**WHAT THE TASK REQUIRES**: All lines with the word "clamped" must be pulled from the entries below.

**DATASET EXCERPTS**:
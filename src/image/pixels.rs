//! The in-memory pixel matrix handed between readers, pipeline, and writers.

use bytes::Bytes;
use image::{DynamicImage, GenericImageView};

use super::Region;

/// A decoded pixel matrix plus the color context that must travel with it.
///
/// The matrix is backed by an [`image::DynamicImage`], so 8- and 16-bit
/// grayscale/RGB/RGBA variants are all representable. An embedded ICC profile
/// rides along as opaque bytes; the pipeline never interprets it.
#[derive(Debug, Clone)]
pub struct PixelMatrix {
    image: DynamicImage,
    icc_profile: Option<Bytes>,
}

impl PixelMatrix {
    /// Wrap a decoded image.
    pub fn new(image: DynamicImage) -> Self {
        Self {
            image,
            icc_profile: None,
        }
    }

    /// Wrap a decoded image with its embedded ICC profile.
    pub fn with_profile(image: DynamicImage, icc_profile: Option<Bytes>) -> Self {
        Self { image, icc_profile }
    }

    /// Width in pixels.
    pub fn width(&self) -> u32 {
        self.image.width()
    }

    /// Height in pixels.
    pub fn height(&self) -> u32 {
        self.image.height()
    }

    /// Channels per pixel.
    pub fn channels(&self) -> u8 {
        self.image.color().channel_count()
    }

    /// Bits per sample (8 or 16).
    pub fn bit_depth(&self) -> u8 {
        (self.image.color().bits_per_pixel() / self.image.color().channel_count() as u16) as u8
    }

    /// The embedded ICC profile, if any.
    pub fn icc_profile(&self) -> Option<&Bytes> {
        self.icc_profile.as_ref()
    }

    /// Borrow the backing image.
    pub fn image(&self) -> &DynamicImage {
        &self.image
    }

    /// Take the backing image, dropping the profile association.
    pub fn into_image(self) -> DynamicImage {
        self.image
    }

    /// Replace the backing image, keeping the profile.
    pub fn map(self, f: impl FnOnce(DynamicImage) -> DynamicImage) -> Self {
        Self {
            image: f(self.image),
            icc_profile: self.icc_profile,
        }
    }

    /// Crop to a region (clipped to the matrix extent).
    pub fn crop(self, region: Region) -> Self {
        let clipped = region.clipped_to(self.width(), self.height());
        self.map(|img| img.crop_imm(clipped.x, clipped.y, clipped.width, clipped.height))
    }

    /// Nearest-neighbor decimation by an integer factor.
    ///
    /// This is the software stand-in for codec-level subsampling; output
    /// dimensions are the ceiling of size/factor.
    pub fn decimate(self, factor: u32) -> Self {
        if factor <= 1 {
            return self;
        }
        let w = (self.width() + factor - 1) / factor;
        let h = (self.height() + factor - 1) / factor;
        self.map(|img| img.resize_exact(w.max(1), h.max(1), image::imageops::FilterType::Nearest))
    }

    /// Linearly stretch each channel's observed [min, max] to the full range.
    ///
    /// Runs before any bit-depth reduction so deep sources keep their
    /// contrast when clamped to 8 bits.
    pub fn normalize(self) -> Self {
        let icc = self.icc_profile.clone();
        let image = match self.image {
            DynamicImage::ImageLuma8(img) => {
                DynamicImage::ImageLuma8(stretch_u8(img, 1))
            }
            DynamicImage::ImageRgb8(img) => DynamicImage::ImageRgb8(stretch_u8(img, 3)),
            DynamicImage::ImageRgba8(img) => DynamicImage::ImageRgba8(stretch_u8(img, 3)),
            DynamicImage::ImageLuma16(img) => {
                DynamicImage::ImageLuma16(stretch_u16(img, 1))
            }
            DynamicImage::ImageRgb16(img) => DynamicImage::ImageRgb16(stretch_u16(img, 3)),
            DynamicImage::ImageRgba16(img) => DynamicImage::ImageRgba16(stretch_u16(img, 3)),
            other => other,
        };
        Self {
            image,
            icc_profile: icc,
        }
    }

    /// Reduce 16-bit variants to 8 bits per sample.
    pub fn clamp_to_8_bits(self) -> Self {
        let needs_clamp = self.bit_depth() > 8;
        if !needs_clamp {
            return self;
        }
        self.map(|img| match img {
            DynamicImage::ImageLuma16(_) => DynamicImage::ImageLuma8(img.to_luma8()),
            DynamicImage::ImageLumaA16(_) => DynamicImage::ImageLumaA8(img.to_luma_alpha8()),
            DynamicImage::ImageRgb16(_) => DynamicImage::ImageRgb8(img.to_rgb8()),
            DynamicImage::ImageRgba16(_) => DynamicImage::ImageRgba8(img.to_rgba8()),
            other => other,
        })
    }
}

/// Stretch the first `color_channels` channels of an 8-bit buffer in place.
///
/// Alpha (any channel past `color_channels`) is left alone.
fn stretch_u8<P>(mut img: image::ImageBuffer<P, Vec<u8>>, color_channels: usize)
    -> image::ImageBuffer<P, Vec<u8>>
where
    P: image::Pixel<Subpixel = u8> + 'static,
{
    let channels = P::CHANNEL_COUNT as usize;
    let samples: &mut [u8] = &mut img;

    for c in 0..color_channels.min(channels) {
        let mut min = u8::MAX;
        let mut max = u8::MIN;
        for px in samples.chunks_exact(channels) {
            min = min.min(px[c]);
            max = max.max(px[c]);
        }
        if max <= min {
            continue;
        }
        let range = (max - min) as f32;
        for px in samples.chunks_exact_mut(channels) {
            px[c] = (((px[c] - min) as f32 / range) * 255.0).round() as u8;
        }
    }
    img
}

/// 16-bit counterpart of [`stretch_u8`].
fn stretch_u16<P>(mut img: image::ImageBuffer<P, Vec<u16>>, color_channels: usize)
    -> image::ImageBuffer<P, Vec<u16>>
where
    P: image::Pixel<Subpixel = u16> + 'static,
{
    let channels = P::CHANNEL_COUNT as usize;
    let samples: &mut [u16] = &mut img;

    for c in 0..color_channels.min(channels) {
        let mut min = u16::MAX;
        let mut max = u16::MIN;
        for px in samples.chunks_exact(channels) {
            min = min.min(px[c]);
            max = max.max(px[c]);
        }
        if max <= min {
            continue;
        }
        let range = (max - min) as f32;
        for px in samples.chunks_exact_mut(channels) {
            px[c] = (((px[c] - min) as f32 / range) * 65535.0).round() as u16;
        }
    }
    img
}

// =============================================================================
// Tests
// =============================================================================

#[cfg(test)]
mod tests {
    use super::*;
    use image::{GrayImage, Luma, Rgb, RgbImage};

    fn gradient_gray(w: u32, h: u32) -> DynamicImage {
        DynamicImage::ImageLuma8(GrayImage::from_fn(w, h, |x, _| Luma([(x % 256) as u8])))
    }

    #[test]
    fn test_dimensions_and_depth() {
        let m = PixelMatrix::new(gradient_gray(64, 32));
        assert_eq!(m.width(), 64);
        assert_eq!(m.height(), 32);
        assert_eq!(m.channels(), 1);
        assert_eq!(m.bit_depth(), 8);

        let deep = PixelMatrix::new(DynamicImage::ImageLuma16(
            image::ImageBuffer::from_pixel(4, 4, Luma([1000u16])),
        ));
        assert_eq!(deep.bit_depth(), 16);
    }

    #[test]
    fn test_crop_clips() {
        let m = PixelMatrix::new(gradient_gray(100, 100));
        let cropped = m.crop(Region::new(90, 90, 50, 50));
        assert_eq!(cropped.width(), 10);
        assert_eq!(cropped.height(), 10);
    }

    #[test]
    fn test_decimate() {
        let m = PixelMatrix::new(gradient_gray(100, 50));
        let d = m.decimate(4);
        assert_eq!(d.width(), 25);
        assert_eq!(d.height(), 13); // ceil(50/4)

        // Factor 1 is identity
        let m = PixelMatrix::new(gradient_gray(10, 10));
        assert_eq!(m.decimate(1).width(), 10);
    }

    #[test]
    fn test_normalize_stretches_range() {
        // Values confined to [100, 150]
        let img = GrayImage::from_fn(10, 1, |x, _| Luma([100 + (x as u8) * 5]));
        let m = PixelMatrix::new(DynamicImage::ImageLuma8(img)).normalize();

        let out = m.into_image().into_luma8();
        assert_eq!(out.get_pixel(0, 0)[0], 0);
        assert_eq!(out.get_pixel(9, 0)[0], 255);
    }

    #[test]
    fn test_normalize_flat_image_unchanged() {
        let img = GrayImage::from_pixel(4, 4, Luma([77]));
        let m = PixelMatrix::new(DynamicImage::ImageLuma8(img)).normalize();
        assert_eq!(m.into_image().into_luma8().get_pixel(0, 0)[0], 77);
    }

    #[test]
    fn test_normalize_per_channel() {
        // Red confined to [0,100], green flat, blue full range
        let img = RgbImage::from_fn(11, 1, |x, _| {
            Rgb([(x * 10) as u8, 40, (x * 25).min(255) as u8])
        });
        let m = PixelMatrix::new(DynamicImage::ImageRgb8(img)).normalize();
        let out = m.into_image().into_rgb8();
        assert_eq!(out.get_pixel(10, 0)[0], 255); // red stretched
        assert_eq!(out.get_pixel(5, 0)[1], 40); // flat green untouched
    }

    #[test]
    fn test_clamp_to_8_bits() {
        let deep = PixelMatrix::new(DynamicImage::ImageLuma16(
            image::ImageBuffer::from_pixel(4, 4, Luma([0xABCDu16])),
        ));
        let clamped = deep.clamp_to_8_bits();
        assert_eq!(clamped.bit_depth(), 8);
        assert_eq!(clamped.into_image().into_luma8().get_pixel(0, 0)[0], 0xAB);
    }

    #[test]
    fn test_clamp_8_bit_passthrough() {
        let m = PixelMatrix::new(gradient_gray(8, 8));
        assert_eq!(m.clamp_to_8_bits().bit_depth(), 8);
    }

    #[test]
    fn test_profile_survives_map() {
        let m = PixelMatrix::with_profile(
            gradient_gray(8, 8),
            Some(Bytes::from_static(b"fake-profile")),
        );
        let cropped = m.crop(Region::new(0, 0, 4, 4));
        assert_eq!(cropped.icc_profile().unwrap().as_ref(), b"fake-profile");
    }
}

**YOUR RESPONSE**:
    /// contrast when clamped to 8 bits.
        let clamped = deep.clamp_to_8_bits();
        assert_eq!(clamped.bit_depth(), 8);
        assert_eq!(clamped.into_image().into_luma8().get_pixel(0, 0)[0], 0xAB);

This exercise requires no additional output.